For concurrent task execution we offer a ProcessPool to manage multiple worker processes. This is useful in situations where your tasks are CPU-bound, which is a common problem with *-sys crates.

use std::num::NonZeroUsize;
use tarnish::{Task, ProcessPool};

#[derive(Default)]
struct HeavyComputation;

impl Task for HeavyComputation {
    type Input = Vec<u8>;
    type Output = u64;
    type Error = String;

    fn run(&mut self, input: Vec<u8>) -> Result<u64, String> {
        // Do the expensive computation
        Ok(input.iter().map(|&x| x as u64).sum())
    }
}

fn main() {
    tarnish::main::<HeavyComputation>(|| {
        let size = NonZeroUsize::new(4).unwrap();
        let mut pool = ProcessPool::<HeavyComputation>::new(size)
            .expect("Failed to create pool");

        // Process tasks across 4 workers
        for i in 0..100 {
            let result = pool.call(vec![i; 1000]);
            println!("Result: {:?}", result);
        }
    });
}

Each pool provides a set of guarantees:

  • Uses round-robin scheduling to distribute work
  • Automatically restarts crashed workers, just like Process does
  • Each worker maintains its own isolated process memory
  • Workers persist between calls for efficiency

Shutdown

When you drop a Process handle, it sends a shutdown message to the task and waits for up to 5 seconds. If the task doesn't exit cleanly, it gets a SIGKILL.

When Tasks Crash

When a task crashes mid-operation, process.call() automatically restarts the task and returns an error. The fresh task is ready for the next call.
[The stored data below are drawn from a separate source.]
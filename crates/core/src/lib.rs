//! Shopfront Core - Shared types library.
//!
//! This crate provides common types used across all Shopfront components:
//! - `client` - Client-side commerce state engine (cart, wishlist, checkout)
//! - `cli` - Command-line driver for the engine
//!
//! # Architecture
//!
//! The core crate contains only types and pure helpers - no I/O, no storage,
//! no HTTP clients. This keeps it lightweight and allows it to be used anywhere.
//!
//! # Modules
//!
//! - [`types`] - Newtype IDs, money rounding/formatting, and payment method kinds

#![cfg_attr(not(test), forbid(unsafe_code))]

pub mod types;

pub use types::*;
//! Integration tests for Shopfront.
//!
//! # Running Tests
//!
//! ```bash
//! cargo test -p shopfront-integration-tests
//! ```
//!
//! # Test Categories
//!
//! - `cart_persistence` - cart store against the on-disk `FileStore`
//! - `wishlist_sync` - wishlist store against the fake commerce API
//! - `checkout_flow` - address, order assembly, and submission end to end
//!
//! The fake commerce API is an in-process axum server bound to an ephemeral
//! port. It keeps its state in memory and checks the bearer token on every
//! request.

#![cfg_attr(not(test), forbid(unsafe_code))]

use std::collections::HashMap;
use std::path::PathBuf;
use std::sync::{Arc, Mutex, MutexGuard};

use axum::extract::{Path, Request, State};
use axum::http::{HeaderMap, StatusCode, header};
use axum::middleware::{self, Next};
use axum::response::{IntoResponse, Response};
use axum::routing::{delete, get, post};
use axum::{Json, Router};
use secrecy::SecretString;
use serde_json::{Value, json};
use shopfront_client::api::{CommerceClient, StaticToken};
use shopfront_client::config::ApiConfig;
use tokio::task::JoinHandle;
use url::Url;

/// Token the fake API accepts.
pub const TEST_TOKEN: &str = "tok_test_7Qm2xV9pL4rK8sN3";

/// An order as received by the fake API.
#[derive(Debug, Clone)]
pub struct RecordedOrder {
    pub order_id: String,
    pub idempotency_key: Option<String>,
    pub body: Value,
}

#[derive(Default)]
struct FakeState {
    catalog: HashMap<String, Value>,
    wishlist: Vec<String>,
    addresses: Vec<Value>,
    orders: Vec<RecordedOrder>,
}

impl FakeState {
    fn wishlist_items(&self) -> Vec<Value> {
        self.wishlist
            .iter()
            .filter_map(|id| self.catalog.get(id).cloned())
            .collect()
    }
}

type Shared = Arc<Mutex<FakeState>>;

fn lock(state: &Shared) -> MutexGuard<'_, FakeState> {
    state.lock().expect("fake API state poisoned")
}

fn error(status: StatusCode, message: &str) -> Response {
    (status, Json(json!({ "message": message }))).into_response()
}

/// In-process stand-in for the remote commerce API.
pub struct FakeCommerceApi {
    base_url: Url,
    state: Shared,
    server: JoinHandle<()>,
}

impl FakeCommerceApi {
    /// Bind to an ephemeral local port and start serving.
    pub async fn start() -> Self {
        let state = Shared::default();

        let api = Router::new()
            .route("/wishlist", get(get_wishlist))
            .route("/wishlist/add/{id}", post(add_to_wishlist))
            .route("/wishlist/remove/{id}", delete(remove_from_wishlist))
            .route("/wishlist/clear", delete(clear_wishlist))
            .route("/addresses", get(list_addresses).post(create_address))
            .route("/orders", post(create_order));

        // Mounted under a path prefix so clients must keep the base path
        let app = Router::new()
            .nest("/api", api)
            .layer(middleware::from_fn(require_token))
            .with_state(Arc::clone(&state));

        let listener = tokio::net::TcpListener::bind("127.0.0.1:0")
            .await
            .expect("Failed to bind fake API");
        let addr = listener.local_addr().expect("Failed to read local addr");
        let server = tokio::spawn(async move {
            axum::serve(listener, app).await.expect("Fake API crashed");
        });

        Self {
            base_url: Url::parse(&format!("http://{addr}/api")).expect("valid base URL"),
            state,
            server,
        }
    }

    /// Base URL clients should use.
    pub const fn base_url(&self) -> &Url {
        &self.base_url
    }

    /// Client carrying [`TEST_TOKEN`].
    pub fn client(&self) -> CommerceClient {
        self.client_with_token(Some(TEST_TOKEN))
    }

    /// Client carrying an arbitrary token (or none).
    pub fn client_with_token(&self, token: Option<&str>) -> CommerceClient {
        let config = ApiConfig {
            base_url: self.base_url.clone(),
            timeout_secs: 5,
        };
        let token = token.map(|t| SecretString::from(t.to_string()));
        CommerceClient::new(&config, StaticToken::new(token)).expect("Failed to build client")
    }

    /// Make a product known to the wishlist endpoints.
    pub fn add_product(&self, id: &str, name: &str, price: f64) {
        lock(&self.state).catalog.insert(
            id.to_string(),
            json!({ "_id": id, "name": name, "price": price, "image": format!("/img/{id}.png") }),
        );
    }

    /// Product ids currently on the server-side wishlist.
    pub fn wishlist_ids(&self) -> Vec<String> {
        lock(&self.state).wishlist.clone()
    }

    /// Orders received so far.
    pub fn orders(&self) -> Vec<RecordedOrder> {
        lock(&self.state).orders.clone()
    }
}

impl Drop for FakeCommerceApi {
    fn drop(&mut self) {
        self.server.abort();
    }
}

async fn require_token(request: Request, next: Next) -> Response {
    let expected = format!("Bearer {TEST_TOKEN}");
    let authorized = request
        .headers()
        .get(header::AUTHORIZATION)
        .and_then(|v| v.to_str().ok())
        .is_some_and(|v| v == expected);

    if !authorized {
        return error(StatusCode::UNAUTHORIZED, "Invalid or expired token");
    }
    next.run(request).await
}

async fn get_wishlist(State(state): State<Shared>) -> Json<Value> {
    Json(json!({ "items": lock(&state).wishlist_items() }))
}

async fn add_to_wishlist(State(state): State<Shared>, Path(id): Path<String>) -> Response {
    let mut state = lock(&state);
    if !state.catalog.contains_key(&id) {
        return error(StatusCode::NOT_FOUND, "Product not found");
    }
    if state.wishlist.contains(&id) {
        return error(StatusCode::BAD_REQUEST, "Product already in wishlist");
    }
    state.wishlist.push(id);
    Json(json!({ "products": state.wishlist_items() })).into_response()
}

async fn remove_from_wishlist(State(state): State<Shared>, Path(id): Path<String>) -> Response {
    let mut state = lock(&state);
    state.wishlist.retain(|existing| existing != &id);
    Json(json!({ "products": state.wishlist_items() })).into_response()
}

async fn clear_wishlist(State(state): State<Shared>) -> Json<Value> {
    lock(&state).wishlist.clear();
    Json(json!({ "message": "Wishlist cleared" }))
}

async fn list_addresses(State(state): State<Shared>) -> Json<Value> {
    Json(json!({ "addresses": lock(&state).addresses }))
}

async fn create_address(State(state): State<Shared>, Json(mut body): Json<Value>) -> Response {
    for field in ["fullName", "addressLine1", "city", "state", "postalCode", "phone"] {
        if body.get(field).and_then(Value::as_str).is_none_or(str::is_empty) {
            return error(StatusCode::BAD_REQUEST, &format!("{field} is required"));
        }
    }

    let mut state = lock(&state);
    let make_default = state.addresses.is_empty()
        || body.get("isDefault").and_then(Value::as_bool) == Some(true);
    if make_default {
        for existing in &mut state.addresses {
            existing["isDefault"] = json!(false);
        }
    }

    body["_id"] = json!(format!("addr_{}", state.addresses.len() + 1));
    body["isDefault"] = json!(make_default);
    state.addresses.push(body.clone());

    (StatusCode::CREATED, Json(json!({ "address": body }))).into_response()
}

async fn create_order(
    State(state): State<Shared>,
    headers: HeaderMap,
    Json(body): Json<Value>,
) -> Response {
    let idempotency_key = headers
        .get("Idempotency-Key")
        .and_then(|v| v.to_str().ok())
        .map(str::to_string);

    let mut state = lock(&state);
    let replayed = idempotency_key.as_ref().and_then(|key| {
        state
            .orders
            .iter()
            .find(|o| o.idempotency_key.as_ref() == Some(key))
    });
    if let Some(existing) = replayed {
        return Json(json!({ "orderId": existing.order_id, "status": "pending" })).into_response();
    }

    let order_id = format!("ord_{}", state.orders.len() + 1);
    state.orders.push(RecordedOrder {
        order_id: order_id.clone(),
        idempotency_key,
        body,
    });

    (
        StatusCode::CREATED,
        Json(json!({ "orderId": order_id, "status": "pending" })),
    )
        .into_response()
}

/// A fresh, not yet created directory under the system temp dir.
pub fn temp_data_dir() -> PathBuf {
    std::env::temp_dir().join(format!("shopfront-it-{}", uuid::Uuid::new_v4()))
}
//! Core types for Shopfront.
//!
//! This module provides type-safe wrappers for common domain concepts.

pub mod id;
pub mod money;
pub mod payment;

pub use id::*;
pub use money::{
    CurrencyCode, MONEY_SCALE, Price, UnknownCurrency, checked_line_total, format_money, line_total,
    round_money,
};
pub use payment::{PaymentMethodKind, UnknownPaymentMethod};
You have to retry the operation yourself.

// Try once, retry on failure
let result = process.call(input.clone())
    .or_else(|_| process.call(input));

Or implement more sophisticated retry logic with backoff, limits, etc. The library handles keeping a fresh task available, you decide when to retry.

Serialization format

Messages are serialized with postcard using COBS encoding. Postcard is a compact binary format (~10-20% the size of JSON), and COBS adds only ~0.4% overhead while providing natural frame delimiters.

How it works: COBS encoding transforms binary data to never contain 0x00 bytes, which we then use as message delimiters.

This is an implementation detail, however, and may change in future versions.

If you really don't want the serde dependency, you can disable the default features and implement MessageEncode and MessageDecode manually for your types. But honestly, you probably want serde.

Limitations

Warning

This library provides crash isolation, not security isolation. It protects your parent process from crashes (segfaults, panics, aborts), but does NOT sandbox malicious code. Worker processes have full access to the filesystem, network, and other system resources. Do not use this to run untrusted code.

Platform support: Tested on macOS. Probably works on other Unix-like systems. Windows support would require work around process spawning and signal handling.

Requirements: Tasks must implement Default (for spawning fresh workers) and be 'static (no borrowed data across process boundaries).

Similar Libraries

Feature tarnish Sandcrust rusty-fork Bastion rust_supervisor subprocess/async-process
Process isolation
Automatic restart
Survives segfaults
Production ready
Built-in IPC
Trait-based API
FFI focus
External commands
Active maintenance

About The Name

Tarnish is the protective layer that forms on metal when it's exposed to air. It looks like damage, but it's actually protecting the metal underneath from further corrosion. When you scratch it off, it just grows back.

I think you now understand where I'm going with this. This library is similar. The worker process is "the tarnish." It takes the hits so your main process doesn't have to. When it gets damaged, we regenerate it. The protection continues. This and the Rust pun.